Until the 1980s, Beaufort was known for its fish factories, which extracted oil from menhaden, then loaded it onto trains parked at its docks. Few traces of that era survive, though, since a full-scale redevelopment recast the village, which has a full-time population of 4,000, as a maritime center, one in which the marina amenities include the use of a car (included in the docking fees of $2 per foot per night), which allows boaters to zip to the grocery store.

Beaufort has also become a popular launching pad for side trips, to the diamond-patterned lighthouse at Cape Lookout or upriver to New Bern, founded by a Swiss explorer in 1710. Or, boaters can loll around Front Street, Beaufort’s six-block-long commercial strip, which is chock-a-block with bars, coffee shops and restaurants; there’s also a maritime museum.

Where most boaters tend to congregate, though, is in Beaufort’s coin-operated laundry, tucked behind the General Store. In the cinder-block laundry room, free books, some inscribed with the names of their boats of origin, are stacked on a bench below ads listing services at local churches.

Here, boaters swap tales of too-close-for-comfort target practice at Camp Lejeune and not-close-enough whale sightings off the coast.
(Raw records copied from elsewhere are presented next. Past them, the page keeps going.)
//! Property-based invariant tests for progress segments, the playback clock
//! and the story player.
//!
//! 1. Segment fills have one entry per panel and are non-increasing.
//! 2. Segments before the active panel are full, after it empty.
//! 3. A clock run emits exactly `emission_count` progress values, strictly
//!    increasing, ending at 1.0 and followed by one `Elapsed`.
//! 4. The emitted sequence does not depend on how often the clock is polled.
//! 5. Any command sequence keeps the player's position inside the feed.

use std::collections::VecDeque;

use proptest::prelude::*;
use storia_core::{
    app::{PlayerConfig, PlayerStatus, StoryPlayer},
    clock::{ClockEvent, PlaybackClock},
    content::{StaticFeed, StoryFeed},
    driver::DriverTag,
    input::{Command, mock::MockInput},
    media::{MediaSignal, MediaSurface},
    progress::segments,
};

// ── Helpers ─────────────────────────────────────────────────────────────

/// Surface that accepts everything and reports nothing.
#[derive(Default)]
struct SilentSurface {
    pending: VecDeque<MediaSignal>,
}

impl MediaSurface for SilentSurface {
    type Error = ();

    fn prepare(&mut self, _tag: &DriverTag, _media: &str) -> Result<(), Self::Error> {
        Ok(())
    }

    fn set_muted(&mut self, _muted: bool) {}

    fn play(&mut self) -> Result<(), Self::Error> {
        Ok(())
    }

    fn stop(&mut self) {}

    fn poll_signal(&mut self) -> Option<MediaSignal> {
        self.pending.pop_front()
    }
}

/// Runs a clock to completion, polling every `stride_ms`.
fn run_clock(duration_ms: u32, tick_ms: u32, stride_ms: u64) -> Vec<ClockEvent> {
    let mut clock = PlaybackClock::new(tick_ms);
    clock.start(duration_ms);

    let mut events = Vec::new();
    let mut now = 0u64;
    let end = duration_ms as u64 + stride_ms;
    while now <= end {
        while let Some(event) = clock.poll(now) {
            events.push(event);
        }
        now += stride_ms;
    }
    while let Some(event) = clock.poll(now) {
        events.push(event);
    }
    events
}

fn command_strategy() -> impl Strategy<Value = Command> {
    prop_oneof![
        Just(Command::NextPanel),
        Just(Command::PrevPanel),
        Just(Command::NextStory),
        Just(Command::PrevStory),
        Just(Command::ToggleMute),
        (prop_oneof![Just("harbour"), Just("market"), Just("missing")], 0usize..8).prop_map(
            |(story_id, panel_index)| Command::JumpTo {
                story_id: story_id.to_string(),
                panel_index,
            }
        ),
    ]
}

// ═════════════════════════════════════════════════════════════════════════
// 1–2. Segment shape
// ═════════════════════════════════════════════════════════════════════════

proptest! {
    #[test]
    fn segments_are_full_then_partial_then_empty(
        total in 0usize..64,
        current in 0usize..64,
        progress in -2.0f32..3.0,
    ) {
        let fills = segments(total, current, progress);
        prop_assert_eq!(fills.len(), total);

        for (index, fill) in fills.iter().copied().enumerate() {
            prop_assert!((0.0..=1.0).contains(&fill), "fill {} out of range at {}", fill, index);
            if index < current {
                prop_assert_eq!(fill, 1.0);
            } else if index > current {
                prop_assert_eq!(fill, 0.0);
            }
        }
        for pair in fills.windows(2) {
            prop_assert!(pair[0] >= pair[1], "fills increase: {:?}", fills);
        }
    }
}

// ═════════════════════════════════════════════════════════════════════════
// 3. Clock emission count and ordering
// ═════════════════════════════════════════════════════════════════════════

proptest! {
    #[test]
    fn clock_emits_expected_sequence(
        duration_ms in 1u32..20_000,
        tick_ms in 1u32..500,
        stride_ms in 1u64..1_000,
    ) {
        let events = run_clock(duration_ms, tick_ms, stride_ms);
        let expected = PlaybackClock::emission_count(duration_ms, tick_ms) as usize;

        prop_assert_eq!(events.len(), expected + 1);
        prop_assert_eq!(events.last(), Some(&ClockEvent::Elapsed));

        let fractions: Vec<f32> = events
            .iter()
            .filter_map(|event| match event {
                ClockEvent::Progress(fraction) => Some(*fraction),
                ClockEvent::Elapsed => None,
            })
            .collect();
        prop_assert_eq!(fractions.len(), expected);
        prop_assert_eq!(fractions.last().copied(), Some(1.0));
        for pair in fractions.windows(2) {
            prop_assert!(pair[0] < pair[1], "progress not increasing: {:?}", pair);
        }
    }
}

// ═════════════════════════════════════════════════════════════════════════
// 4. Polling granularity does not change the emissions
// ═════════════════════════════════════════════════════════════════════════

proptest! {
    #[test]
    fn clock_is_deterministic_under_any_stride(
        duration_ms in 1u32..10_000,
        tick_ms in 1u32..250,
        coarse in 1u64..2_000,
    ) {
        let fine = run_clock(duration_ms, tick_ms, 1);
        let coarse = run_clock(duration_ms, tick_ms, coarse);
        prop_assert_eq!(fine, coarse);
    }
}

// ═════════════════════════════════════════════════════════════════════════
// 5. Player position stays inside the feed
// ═════════════════════════════════════════════════════════════════════════

proptest! {
    #[test]
    fn navigation_keeps_position_in_bounds(
        commands in prop::collection::vec((command_strategy(), 0u64..3_000), 0..60),
    ) {
        let feed = StaticFeed::sample();
        let mut player = StoryPlayer::new(
            feed,
            SilentSurface::default(),
            MockInput::new(),
            PlayerConfig::default(),
            None,
        );

        let mut now = 0u64;
        for (command, advance_ms) in commands {
            player.post_command(command);
            now += advance_ms;
            let _ = player.tick(now);

            let position = player.position();
            match player.status() {
                PlayerStatus::Playing | PlayerStatus::Finished => {
                    let position = position.expect("playing without a position");
                    let story = player
                        .feed()
                        .story_at(position.story_index)
                        .expect("story index out of range");
                    prop_assert!(position.panel_index < story.panel_count());
                    prop_assert!((0.0..=1.0).contains(&position.progress));
                }
                PlayerStatus::Empty | PlayerStatus::Closed => prop_assert!(position.is_none()),
            }
        }
    }
}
They also trade tips on cleaning plastic (add vinegar to water) and where to find the best apple fritters (Swansboro, N.C.).

Mary Crossley, her straight hair spilling below her zip-up jacket’s collar, removed quarters from a sealed plastic bag as she talked of piloting her 39-foot sailboat from the Bahamas to Maine, a journey she has taken every year since 1999.

Because she was running a bit of ahead of schedule, she had decided to take a few days’ break in Beaufort. But she added that her money was beginning to run low because the Waterway was getting more expensive every year with high docking fees, like those at Beaufort’s marina, becoming more common.

“It’s expensive to go out to eat, buy gifts — really getting tough for the middle class,” Ms. Crossley said as she pulled towels from a dryer. “And this is a lot of people’s retirement.”

Back on the docks, the clouds were still thick, which muted the light, giving the sky the milky-white hue of seashells.

Aboard a blue-hulled sailboat, with an inflatable raft suspended across its back, Keith May, with a silver, drooping David Crosby-like mustache, and his wife, Carolyn, with eyeglasses perched on her head, drank their morning coffee. They sold their restaurant in Camden, Me., last fall, and after wintering in the Bahamas, they were headed home, where months of unpaid bills awaited, Mr. May said.

He marveled that the Waterway could temporarily unite two distinct species, powerboaters and sailboaters, who have historically avoided each other like the plague. “This is the closest I’ve been to one in weeks,” said Mr. May, his voice unhurried as he gestured to a powerboat parked a buoy’s-width away. “But I guess we’re all like-minded.”

A bad fuel injector on his 42-foot powerboat had kept Jerry Caravan, who keeps the boat in Little River, S.C., stuck for an extra day in Beaufort. Still, Mr. Caravan, whose short-sleeve knit shirt was stretched tight over his stomach, seemed to take the delay in stride, as he headed to the DockHouse, where the Weather Channel plays round-the-clock on bar-side televisions. His brother Barry, whose left ear sparkles with an earring, ordered a round of Yuengling drafts, which they nursed outside.

Later, as he explained it the next morning, his eyes rimmed red, Mr. Caravan had met local fishermen, who kept him slinging back drinks till Beaufort’s bars closed around 3 a.m. “There’s a great, friendly group of people here, who love to help each other,” Mr. Caravan said, gazing at a harbor riffled by a breeze where a pair of new arrivals nosed in. “That’s what it’s all about.”